With the month of August comes the midpoint between the start of summer and the onset of fall. This year, however, accompanying August is also something else—the appearance of a new section in The Journal of Innovations in Cardiac Rhythm Management called Pharmacological Insights. This section of the journal will make available to readers manuscripts written on subjects concerning the use of drug therapy in the cardiac electrophysiology patient, including but not limited to anticoagulants and antiarrhythmics. The first of these articles, titled “The Use of Electronic Personal Health Records to Improve Medication Adherence and Patient Engagement: A Randomized Study of Non-Valvular Atrial Fibrillation Patients” by Chen et al., appears in the current issue, and addresses the important subject of medication compliance and possible means to improve it. We all know that medications can only be effective if the patient takes them faithfully as instructed—but do the patients appreciate it and follow our advice? I hope that future manuscripts in the new section of Pharmacological Insights will be equally stimulating and informative.

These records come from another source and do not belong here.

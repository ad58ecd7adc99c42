//! Crawler module for discovering and extracting articles
//!
//! This module contains the core crawling logic, including:
//! - Page fetching through a headless browser or plain HTTP
//! - Article link extraction from listing pages
//! - Listing pagination and link discovery
//! - Article title and body extraction
//! - Overall crawl coordination

mod article;
mod coordinator;
mod fetcher;
mod links;
mod pagination;

pub use article::{visible_text, ArticleExtractor};
pub use coordinator::{run_crawl, Coordinator, CrawlPlan};
pub use fetcher::{
    build_http_client, launch_fetcher, BrowserFetcher, HttpFetcher, PageFetcher,
};
pub use links::{extract_article_links, LinkPattern};
pub use pagination::{discover_links, LinkSet, ListingPages};

use crate::config::Config;
use crate::output::RunSummary;
use crate::CrawlerError;

/// Runs a complete crawl operation
///
/// This is the main entry point for starting a crawl. It will:
/// 1. Build the listing pages, link rules and extractor from the config
/// 2. Open the dataset and check that it is readable
/// 3. Acquire the page fetcher
/// 4. Discover article links and extract each article
/// 5. Merge the results into the dataset and release the fetcher
///
/// # Arguments
///
/// * `config` - The crawler configuration
///
/// # Returns
///
/// * `Ok(RunSummary)` - Crawl completed; counts of links, articles and rows
/// * `Err(CrawlerError)` - Crawl failed
pub async fn crawl(config: Config) -> Result<RunSummary, CrawlerError> {
    run_crawl(config).await
}
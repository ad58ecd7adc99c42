//! Listing pagination and link discovery
//!
//! Walks listing pages `1..=page_count` in order, collecting article links
//! into an insertion-ordered set. Any listing page that fails to load
//! aborts discovery.

use crate::config::CrawlerConfig;
use crate::crawler::fetcher::PageFetcher;
use crate::crawler::links::{extract_article_links, LinkPattern};
use crate::FetchError;
use std::collections::HashSet;
use std::time::Duration;

/// The bounded sequence of listing page URLs for one run
#[derive(Debug, Clone)]
pub struct ListingPages {
    listing_url: String,
    template: String,
    page_count: u32,
}

impl ListingPages {
    pub fn new(listing_url: &str, template: &str, page_count: u32) -> Self {
        Self {
            listing_url: listing_url.to_string(),
            template: template.to_string(),
            page_count,
        }
    }

    pub fn from_config(config: &CrawlerConfig) -> Self {
        Self::new(
            &config.listing_url,
            &config.page_url_template,
            config.page_count,
        )
    }

    pub fn page_count(&self) -> u32 {
        self.page_count
    }

    /// URL of listing page `page` (1-based)
    ///
    /// Page 1 is the bare listing URL; later pages expand the template.
    pub fn url_for(&self, page: u32) -> String {
        if page <= 1 {
            return self.listing_url.clone();
        }
        self.template
            .replace("{listing}", self.listing_url.trim_end_matches('/'))
            .replace("{page}", &page.to_string())
    }

    /// All `(page, url)` pairs in visiting order
    pub fn iter(&self) -> impl Iterator<Item = (u32, String)> + '_ {
        (1..=self.page_count).map(move |page| (page, self.url_for(page)))
    }
}

/// Insertion-ordered set of article URLs
#[derive(Debug, Default)]
pub struct LinkSet {
    order: Vec<String>,
    seen: HashSet<String>,
}

impl LinkSet {
    /// Adds `url` unless already present; returns true if it was new
    pub fn insert(&mut self, url: String) -> bool {
        if self.seen.contains(&url) {
            return false;
        }
        self.seen.insert(url.clone());
        self.order.push(url);
        true
    }

    pub fn len(&self) -> usize {
        self.order.len()
    }

    pub fn is_empty(&self) -> bool {
        self.order.is_empty()
    }

    pub fn into_vec(self) -> Vec<String> {
        self.order
    }
}

/// Visits every listing page and returns the article URLs found, first-seen order
///
/// # Arguments
///
/// * `fetcher` - Loads each listing page
/// * `pages` - Listing pages to visit
/// * `pattern` - Article link candidacy rules
/// * `settle` - Pause after each listing page loads
///
/// # Returns
///
/// * `Ok(Vec<String>)` - Unique article URLs; empty if no page had any
/// * `Err(FetchError)` - A listing page failed to load
pub async fn discover_links(
    fetcher: &mut dyn PageFetcher,
    pages: &ListingPages,
    pattern: &LinkPattern,
    settle: Duration,
) -> Result<Vec<String>, FetchError> {
    let mut links = LinkSet::default();

    for (page, url) in pages.iter() {
        tracing::info!("Opening page: {}", url);

        let html = fetcher.fetch(&url, settle).await?;

        let mut added = 0;
        for link in extract_article_links(&html, pattern) {
            if links.insert(link) {
                added += 1;
            }
        }

        tracing::info!("Page {}: {} new, {} links so far", page, added, links.len());
    }

    tracing::info!("Total: {} posts", links.len());
    Ok(links.into_vec())
}
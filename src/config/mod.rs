//! Configuration module for the crawler
//!
//! This module handles loading, parsing, and validating TOML configuration files.
//!
//! # Example
//!
//! ```no_run
//! use market_news_crawler::config::load_config;
//! use std::path::Path;
//!
//! let config = load_config(Path::new("crawler.toml")).unwrap();
//! println!("Crawler will visit {} listing pages", config.crawler.page_count);
//! ```

mod parser;
mod types;
mod validation;

// Re-export types
pub use types::{
    BrowserConfig, Config, CrawlerConfig, ExtractConfig, FetcherMode, LinkConfig, OutputConfig,
    StorageBackend,
};

// Re-export parser functions
pub use parser::{compute_config_hash, load_config, load_config_with_hash, parse_config};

As time goes on, possible topics in diverse areas that interested authors might consider for inclusion in this new section could include: antiarrhythmic drugs (AAD) under investigation; AAD targets and the specifics of targeting drug therapy to arrhythmia mechanisms; the use of non-antiarrhythmic drugs for arrhythmia therapy; the choice of and roles for agents to reverse anticoagulation; drug-device interactions; drug-drug interactions with AADs and anticoagulants; the use of pharmacodynamics and pharmacokinetics to clinical advantage; the role of genetics in treatment with AADs and anticoagulants; the process from drug development to drug approval; maximizing AAD efficacy while minimizing proarrhythmias; how to understand the United States Food and Drug Administration rules that govern drug marketing; making the selection of AAD in the post-ablation patient; and more. I welcome further suggested topics from the readership. Please feel free to send a possible topic to the editorial office of the Journal and/or suggestions for possible authors whom you feel are expert(s) in the proposed arena (including yourself if relevant). Accordingly, we also look forward to manuscripts submitted to us for consideration and will, in addition, seek manuscripts from invited experts.
I trust you will find this new section helpful in your treatment of patients, and stimulating in your personal consideration of approaches to cardiac rhythm management.